26 FEBRUARY 2005, Page 26

The grass below, above, the vaulted sky

Caroline Moorehead

NATURE CURE by Richard Mabey Chatto, £15.99, pp. 231, ISBN 0701176016 ✆ £13.99 (plus £2.25 p&p) 0870 800 4848 It was soon after he finished work on Flora Britannica, his hugely successful book about the wild plants he had spent his life exploring, that Richard Mabey fell ill. It began as a nagging feeling of ‘illfittedness’, being out of kilter with his surroundings, and with the loss of all taste and hunger for work. An author and naturalist with a string of memorable and excellent books behind him, he simply ran out of words. By the time he was diagnosed as suffering from severe depression he had fallen out with his much loved sister, sold the family home, and was spending most of his time, when not in hospital or drinking in the pub, lying curled up on his bed facing the wall.

Nature Cure, Mabey’s account of his illness and the gradual climb back to feeling at ease again, is more an essay, a disquisition on the relationship between man and nature, than a foray into the insidious workings of a depressive illness. The facts are recounted in just a few words — no response to drugs or therapy, then a serendipitous rescue by friends, a slow noticing of the East Anglian countryside in which he had taken refuge, and a happy encounter with a woman he would eventually share his life with. On doctors and conventional treatment Mabey has little to say beyond a few polite but incredulous sentences about the absurdity of ever imagining that discussing or understanding an illness of this kind could ever ‘make the hard-wiring that caused it’ disappear.

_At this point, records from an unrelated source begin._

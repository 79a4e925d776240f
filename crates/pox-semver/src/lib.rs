//! Semantic versioning library compatible with Composer/semver
//!
//! This crate provides semantic version parsing, comparison, and constraint matching
//! compatible with PHP's Composer package manager.

pub mod constraint;
mod comparator;
mod semver;
mod version_parser;

pub use comparator::Comparator;
pub use constraint::{Bound, Constraint, ConstraintInterface, MatchAllConstraint, MatchNoneConstraint, MultiConstraint, Operator};
pub use semver::Semver;
pub use version_parser::{ParsedConstraints, Stability, VersionParser, VersionParserError};
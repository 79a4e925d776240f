use std::collections::HashMap;

use super::pool::PackageId;
use super::rule::Literal;

#[derive(Debug, Clone, Copy)]
struct Entry {
    level: u32,
    cause: Option<u32>,
    /// true => literal was decided positive (package installed)
    positive: bool,
}

/// The solver's partial assignment: for every decided package id, whether it
/// is installed or excluded, at which decision level, and which rule (if any)
/// forced the decision. Free decisions (branching) carry `cause = None`.
pub struct Decisions {
    by_id: HashMap<PackageId, Entry>,
    /// decision stack, in the order literals were assigned
    stack: Vec<Literal>,
    level: u32,
}

impl Decisions {
    pub fn new() -> Self {
        Self {
            by_id: HashMap::new(),
            stack: Vec::new(),
            level: 0,
        }
    }

    pub fn level(&self) -> u32 {
        self.level
    }

    pub fn increment_level(&mut self) -> u32 {
        self.level += 1;
        self.level
    }

    /// Records `literal` as decided true at `level`, caused by `cause` (None for a free branch).
    pub fn decide(&mut self, literal: Literal, level: u32, cause: Option<u32>) {
        let id = literal.abs();
        self.by_id.insert(
            id,
            Entry {
                level,
                cause,
                positive: literal > 0,
            },
        );
        self.stack.push(literal);
    }

    /// Pops every decision above `target_level` and restores `level` to it.
    pub fn revert_to_level(&mut self, target_level: u32) {
        while let Some(&last) = self.stack.last() {
            let id = last.abs();
            let Some(entry) = self.by_id.get(&id) else {
                self.stack.pop();
                continue;
            };
            if entry.level <= target_level {
                break;
            }
            self.by_id.remove(&id);
            self.stack.pop();
        }
        self.level = target_level;
    }

    pub fn satisfied(&self, literal: Literal) -> bool {
        match self.by_id.get(&literal.abs()) {
            Some(e) => e.positive == (literal > 0),
            None => false,
        }
    }

    pub fn conflicting(&self, literal: Literal) -> bool {
        match self.by_id.get(&literal.abs()) {
            Some(e) => e.positive != (literal > 0),
            None => false,
        }
    }

    pub fn undecided(&self, id: PackageId) -> bool {
        !self.by_id.contains_key(&id.abs())
    }

    pub fn decided(&self, id: PackageId) -> bool {
        self.by_id.contains_key(&id.abs())
    }

    pub fn decided_install(&self, id: PackageId) -> bool {
        matches!(self.by_id.get(&id.abs()), Some(e) if e.positive)
    }

    pub fn decision_level(&self, id: PackageId) -> Option<u32> {
        self.by_id.get(&id.abs()).map(|e| e.level)
    }

    pub fn decision_rule(&self, id: PackageId) -> Option<u32> {
        self.by_id.get(&id.abs()).and_then(|e| e.cause)
    }

    pub fn queue(&self) -> &[Literal] {
        &self.stack
    }

    pub fn len(&self) -> usize {
        self.stack.len()
    }

    pub fn is_empty(&self) -> bool {
        self.stack.is_empty()
    }

    pub fn installed_packages(&self) -> Vec<PackageId> {
        self.by_id
            .iter()
            .filter(|(_, e)| e.positive)
            .map(|(&id, _)| id)
            .collect()
    }

    /// Is `literal` a free (non-implied) decision - i.e. the result of branching?
    pub fn is_decision(&self, literal: Literal) -> bool {
        matches!(self.by_id.get(&literal.abs()), Some(e) if e.cause.is_none())
    }
}

impl Default for Decisions {
    fn default() -> Self {
        Self::new()
    }
}
//! `pox install` - resolve `composer.json` into the set of packages already
//! recorded in `composer.lock` wherever those versions still satisfy it,
//! falling back to a full solve when there is no lock yet.

use std::path::PathBuf;

use anyhow::Result;
use clap::Args;
use console::style;

use pox_pm::repository::InstalledRepository;
use pox_pm::{LockFile, Policy, Solver};

use super::{build_repository_manager, load_lock, load_manifest, print_transaction, write_lock};

#[derive(Args, Debug)]
pub struct InstallArgs {
    /// Show what would change without writing composer.lock.
    #[arg(long)]
    pub dry_run: bool,

    /// Print the full transaction summary.
    #[arg(long)]
    pub verbose: bool,

    /// Accepted for Composer compatibility; source vs. dist installation is
    /// an Installer-shell concern this resolver does not perform.
    #[arg(long)]
    pub prefer_source: bool,

    /// Accepted for Composer compatibility; recommends are advisory only
    /// and never affect resolution.
    #[arg(long)]
    pub no_recommends: bool,

    /// Accepted for Composer compatibility; suggests are advisory only and
    /// never affect resolution.
    #[arg(long)]
    pub install_suggests: bool,

    /// Directory containing composer.json.
    #[arg(short = 'd', long, default_value = ".")]
    pub working_dir: PathBuf,
}

pub fn execute(args: InstallArgs) -> Result<i32> {
    let _ = (args.prefer_source, args.no_recommends, args.install_suggests);

    let manifest = load_manifest(&args.working_dir)?;
    let lock = load_lock(&args.working_dir)?;

    if let Some(lock) = &lock {
        lock.verify_fresh(&manifest)?;
    } else {
        println!("{} no composer.lock found, resolving from scratch", style("Info:").cyan());
    }

    let mut manager = build_repository_manager(&manifest);
    if let Some(lock) = &lock {
        manager.set_installed(InstalledRepository::from_packages(lock.locked_packages()));
    }

    let (pool, present_ids) = manager.build_pool_with_installed_ids();

    let mut policy = Policy::new().prefer_stable(manifest.prefer_stable);
    if let Some(lock) = &lock {
        for locked in &lock.packages {
            policy = policy.with_preferred_version(&locked.name, &locked.version);
        }
    }

    let mut request = manifest.to_request();
    request.fix(manifest.root_package());

    log::debug!("solving with {} package(s) already installed", present_ids.len());
    let result = Solver::new(&pool, &policy).solve(&request).map_err(pox_pm::ComposerError::from)?;
    log::info!("solved: {} package(s) in the result set", result.installed.len());
    let transaction = pox_pm::Transaction::from_solver_result(&pool, &present_ids, &result.installed);

    print_transaction(&transaction, args.verbose);

    if !args.dry_run {
        let lock_file = LockFile::from_resolved(&pool, &result.installed, &manifest);
        write_lock(&args.working_dir, &lock_file)?;
    }

    Ok(0)
}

This brief explanation over, Mabey returns to the real themes of his book. Just as East Anglia was sinking under freezing December winds, Mabey agreed to house-sit a couple of wary cats for a friend who spent her working week in London. The house was very old and very cold. Mabey and the cats shivered. But as the deep winter gave way to the ‘little visions and intimations’ of spring, as Mabey saw his first bluebell and watched a ghostly white swan weave its way through the tops of the willows like an owl, so, minutely, day by day, he began to escape the tormenting claustrophobia of his own mind and turn outwards to the country world he had so loved. Though man has indeed evolved as a talker and a dreamer, Mabey remarks, this should not prevent him from realising that our imaginative affinities with the natural world are a ‘crucial ecological bond, as essential to us as our material needs for air and water’.

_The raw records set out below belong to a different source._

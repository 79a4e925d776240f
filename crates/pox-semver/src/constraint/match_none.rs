//! MatchNoneConstraint - matches no version

use std::fmt;

use super::{Bound, ConstraintInterface};

/// A constraint that matches no version
#[derive(Debug, Clone)]
pub struct MatchNoneConstraint {
    pretty_string: Option<String>,
}

impl MatchNoneConstraint {
    /// Create a new MatchNoneConstraint
    pub fn new() -> Self {
        MatchNoneConstraint {
            pretty_string: None,
        }
    }
}

impl Default for MatchNoneConstraint {
    fn default() -> Self {
        Self::new()
    }
}

impl ConstraintInterface for MatchNoneConstraint {
    fn matches(&self, _other: &dyn ConstraintInterface) -> bool {
        false
    }

    fn lower_bound(&self) -> Bound {
        Bound::new("0.0.0.0-dev".to_string(), false)
    }

    fn upper_bound(&self) -> Bound {
        Bound::new("0.0.0.0-dev".to_string(), false)
    }

    fn pretty_string(&self) -> String {
        self.pretty_string.clone().unwrap_or_else(|| "[]".to_string())
    }

    fn set_pretty_string(&mut self, pretty: Option<String>) {
        self.pretty_string = pretty;
    }

    fn clone_box(&self) -> Box<dyn ConstraintInterface> {
        Box::new(self.clone())
    }

    fn is_match_none(&self) -> bool {
        true
    }
}

impl fmt::Display for MatchNoneConstraint {
    fn fmt(&self, f: &mut fmt::Formatter<'_>) -> fmt::Result {
        write!(f, "[]")
    }
}

#[cfg(test)]
mod tests {
    use super::*;
    use crate::constraint::{Constraint, Operator};

    #[test]
    fn test_match_none_matches_nothing() {
        let match_none = MatchNoneConstraint::new();
        let constraint = Constraint::new(Operator::Equal, "1.0.0".to_string()).unwrap();

        assert!(!match_none.matches(&constraint));
    }

    #[test]
    fn test_match_none_display() {
        let match_none = MatchNoneConstraint::new();
        assert_eq!(match_none.to_string(), "[]");
    }
}
//! Package model: the descriptors the Pool registers and the solver reasons about.

mod alias;
mod link;
mod package;
mod source;

pub use alias::{parse_branch_aliases, parse_inline_alias, AliasPackage, DEFAULT_BRANCH_ALIAS};
pub use link::{Link, LinkType};
pub use package::{
    package_type, Abandoned, ArchiveConfig, Author, Funding, Package, ScriptHandler, Scripts,
    Stability, Support,
};
pub use source::{Dist, Source};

As Mabey grew better, so he started to work. Wandering through the woods and across the fens of his new surroundings — he had spent most of his life in the Chiltern hills — he noticed and recorded, with the precision and delicacy that have distinguished all his books, the birds, plants, animals, weather and water that lay around him. Restored to a delight in every new and unexpected sight and encounter, he turned to the writers John Clare, Gilbert White — whose descriptions of nature he most admired.

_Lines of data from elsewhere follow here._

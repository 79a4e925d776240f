use std::collections::{BTreeMap, HashMap};

use super::pool::{Pool, PackageId};

/// Deterministic oracle consulted by the solver whenever more than one
/// candidate can satisfy a disjunction. Never mutates the pool or its inputs.
#[derive(Debug, Clone, Default)]
pub struct Policy {
    pub prefer_stable: bool,
    pub prefer_lowest: bool,
    /// Mirrors Composer's `COMPOSER_PREFER_DEV_OVER_PRERELEASE`: when set
    /// alongside `prefer_lowest`, a dev version outranks an alpha/beta/RC.
    pub prefer_dev_over_prerelease: bool,
    /// package name -> normalized version to prefer, e.g. from a lock file.
    pub preferred_versions: HashMap<String, String>,
}

impl Policy {
    pub fn new() -> Self {
        Self {
            prefer_stable: true,
            prefer_lowest: false,
            prefer_dev_over_prerelease: false,
            preferred_versions: HashMap::new(),
        }
    }

    pub fn prefer_stable(mut self, prefer: bool) -> Self {
        self.prefer_stable = prefer;
        self
    }

    pub fn prefer_lowest(mut self, prefer: bool) -> Self {
        self.prefer_lowest = prefer;
        self
    }

    pub fn prefer_dev_over_prerelease(mut self, prefer: bool) -> Self {
        self.prefer_dev_over_prerelease = prefer;
        self
    }

    pub fn preferred_versions(mut self, versions: HashMap<String, String>) -> Self {
        self.preferred_versions = versions;
        self
    }

    pub fn with_preferred_version(mut self, package: &str, version: &str) -> Self {
        self.preferred_versions.insert(package.to_lowercase(), version.to_string());
        self
    }

    /// Ranks `candidates` best-first: higher repo priority, then (per
    /// `prefer_stable`/`prefer_lowest`) stability and version, non-alias
    /// before alias unless the alias is a root-package alias, pool id last.
    pub fn select_preferred(&self, pool: &Pool, candidates: &[PackageId]) -> Vec<PackageId> {
        self.select_preferred_for_requirement(pool, candidates, None)
    }

    pub fn select_preferred_for_requirement(
        &self,
        pool: &Pool,
        candidates: &[PackageId],
        required_package: Option<&str>,
    ) -> Vec<PackageId> {
        if candidates.is_empty() {
            return Vec::new();
        }

        let mut by_name: BTreeMap<String, Vec<PackageId>> = BTreeMap::new();
        for &id in candidates {
            by_name.entry(pool.name(id).to_string()).or_default().push(id);
        }

        for group in by_name.values_mut() {
            group.sort_by(|&a, &b| self.compare_by_priority(pool, a, b, required_package, true));
        }

        let mut result: Vec<PackageId> = by_name.into_values().flatten().collect();
        result.sort_by(|&a, &b| self.compare_by_priority(pool, a, b, required_package, false));
        result
    }

    fn compare_by_priority(
        &self,
        pool: &Pool,
        a: PackageId,
        b: PackageId,
        required_package: Option<&str>,
        ignore_replace: bool,
    ) -> std::cmp::Ordering {
        let a_is_root_alias = pool.is_root_package_alias(a);
        let b_is_root_alias = pool.is_root_package_alias(b);
        if a_is_root_alias && !b_is_root_alias {
            return std::cmp::Ordering::Less;
        }
        if !a_is_root_alias && b_is_root_alias {
            return std::cmp::Ordering::Greater;
        }

        if pool.name(a) == pool.name(b) {
            let a_is_alias = pool.is_alias(a);
            let b_is_alias = pool.is_alias(b);
            if a_is_alias && !b_is_alias {
                return std::cmp::Ordering::Less;
            }
            if !a_is_alias && b_is_alias {
                return std::cmp::Ordering::Greater;
            }
        }

        if !ignore_replace {
            let replace_a = pool.replace(a);
            let replace_b = pool.replace(b);
            if replace_a.keys().any(|n| n.eq_ignore_ascii_case(pool.name(b))) {
                return std::cmp::Ordering::Greater;
            }
            if replace_b.keys().any(|n| n.eq_ignore_ascii_case(pool.name(a))) {
                return std::cmp::Ordering::Less;
            }

            if let Some(req_pkg) = required_package {
                if let Some(req_vendor) = req_pkg.split('/').next() {
                    let prefix = format!("{req_vendor}/");
                    let a_same_vendor = pool.name(a).starts_with(&prefix);
                    let b_same_vendor = pool.name(b).starts_with(&prefix);
                    if a_same_vendor && !b_same_vendor {
                        return std::cmp::Ordering::Less;
                    }
                    if !a_same_vendor && b_same_vendor {
                        return std::cmp::Ordering::Greater;
                    }
                }
            }
        }

        // higher repo priority sorts first (preferred), so reverse the natural comparison
        let priority_a = pool.get_priority_by_id(a);
        let priority_b = pool.get_priority_by_id(b);
        if priority_a != priority_b {
            return priority_b.cmp(&priority_a);
        }

        if self.prefer_stable {
            let stab_a = pool.stability(a);
            let stab_b = pool.stability(b);

            if self.prefer_lowest && self.prefer_dev_over_prerelease {
                use crate::package::Stability;
                let a_is_dev = stab_a == Stability::Dev;
                let b_is_dev = stab_b == Stability::Dev;
                let a_is_prerelease = matches!(stab_a, Stability::Alpha | Stability::Beta | Stability::Rc);
                let b_is_prerelease = matches!(stab_b, Stability::Alpha | Stability::Beta | Stability::Rc);

                if a_is_dev && b_is_prerelease {
                    return std::cmp::Ordering::Less;
                }
                if b_is_dev && a_is_prerelease {
                    return std::cmp::Ordering::Greater;
                }
            }

            let stability_cmp = stab_a.priority().cmp(&stab_b.priority());
            if stability_cmp != std::cmp::Ordering::Equal {
                return stability_cmp;
            }
        }

        if !self.preferred_versions.is_empty() {
            if let Some(preferred) = self.preferred_versions.get(pool.name(a)) {
                let a_is_preferred = versions_match(pool.version(a), preferred);
                let b_is_preferred = versions_match(pool.version(b), preferred);
                if a_is_preferred && !b_is_preferred {
                    return std::cmp::Ordering::Less;
                }
                if !a_is_preferred && b_is_preferred {
                    return std::cmp::Ordering::Greater;
                }
            }
        }

        let version_cmp = compare_versions(pool.version(a), pool.version(b));
        let version_result = if self.prefer_lowest { version_cmp } else { version_cmp.reverse() };
        if version_result != std::cmp::Ordering::Equal {
            return version_result;
        }

        a.cmp(&b)
    }

    pub fn select_best(&self, pool: &Pool, candidates: &[PackageId]) -> Option<PackageId> {
        self.select_preferred(pool, candidates).into_iter().next()
    }

    /// Candidates a caller could substitute in for an installed package during an update.
    pub fn find_update_packages(&self, pool: &Pool, name: &str) -> Vec<PackageId> {
        self.select_preferred(pool, pool.ids_for_name(name))
    }
}

fn versions_match(version: &str, preferred: &str) -> bool {
    normalize_numeric(version) == normalize_numeric(preferred)
}

fn normalize_numeric(v: &str) -> Vec<u32> {
    v.split(|c: char| !c.is_ascii_digit())
        .filter(|s| !s.is_empty())
        .filter_map(|s| s.parse().ok())
        .collect()
}

/// Purely numeric dotted-version comparison; the solver only ever compares
/// versions it already obtained from the pool, which normalizes through
/// `pox_semver::VersionParser` before registration.
fn compare_versions(a: &str, b: &str) -> std::cmp::Ordering {
    let parts_a = normalize_numeric(a);
    let parts_b = normalize_numeric(b);
    let max_len = parts_a.len().max(parts_b.len());

    for i in 0..max_len {
        let pa = parts_a.get(i).copied().unwrap_or(0);
        let pb = parts_b.get(i).copied().unwrap_or(0);
        match pa.cmp(&pb) {
            std::cmp::Ordering::Equal => continue,
            other => return other,
        }
    }
    std::cmp::Ordering::Equal
}

#[cfg(test)]
mod tests {
    use super::*;
    use crate::package::Package;

    #[test]
    fn compare_versions_numeric() {
        assert_eq!(compare_versions("1.0.0", "1.0.0"), std::cmp::Ordering::Equal);
        assert_eq!(compare_versions("2.0.0", "1.0.0"), std::cmp::Ordering::Greater);
        assert_eq!(compare_versions("1.10.0", "1.9.0"), std::cmp::Ordering::Greater);
    }

    #[test]
    fn prefers_highest_version_by_default() {
        let mut pool = Pool::new();
        let id1 = pool.add_package_from_repo(Package::new("vendor/pkg", "1.0.0.0"), 0);
        let id2 = pool.add_package_from_repo(Package::new("vendor/pkg", "2.0.0.0"), 0);
        let id3 = pool.add_package_from_repo(Package::new("vendor/pkg", "1.5.0.0"), 0);

        let policy = Policy::new();
        let sorted = policy.select_preferred(&pool, &[id1, id2, id3]);

        assert_eq!(sorted, vec![id2, id3, id1]);
    }

    #[test]
    fn prefer_lowest_reverses_order() {
        let mut pool = Pool::new();
        let id1 = pool.add_package_from_repo(Package::new("vendor/pkg", "1.0.0.0"), 0);
        let id2 = pool.add_package_from_repo(Package::new("vendor/pkg", "2.0.0.0"), 0);
        let id3 = pool.add_package_from_repo(Package::new("vendor/pkg", "1.5.0.0"), 0);

        let policy = Policy::new().prefer_lowest(true);
        let sorted = policy.select_preferred(&pool, &[id1, id2, id3]);

        assert_eq!(sorted, vec![id1, id3, id2]);
    }

    #[test]
    fn higher_repository_priority_wins_regardless_of_version() {
        let mut pool = Pool::new();
        let low_priority_newer = pool.add_package_from_repo(Package::new("vendor/pkg", "2.0.0.0"), 0);
        let high_priority_older = pool.add_package_from_repo(Package::new("vendor/pkg", "1.0.0.0"), 10);

        let policy = Policy::new();
        let sorted = policy.select_preferred(&pool, &[low_priority_newer, high_priority_older]);

        assert_eq!(sorted[0], high_priority_older);
    }
}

Nature Cure traces a full calendar year, mirrored in the changes in nature and in his own steps out of the dark. It is a marvellous introduction to a natural world few people ever take the time or interest to explore, with every detail of colour and shape picked out and framed. And, in among the loving portraits of ‘lapwings sweeing overhead’ and native redcurrants growing in flashes of stagnant water, Mabey has woven reflections on his own experience. He will never, he concludes, feel ‘cured’, for he senses that he is unlikely ever to lose the cross-currents of anxiety and unease that ambush him from time to time. But he has rediscovered the credo that in his black moments he feared he had lost for ever: a belief in the impor tance of a sensual engagement with the world and a conviction that, to remain on an even keel in life, it is foolish to ignore the links that exist between feelings, the imagination and intelligence.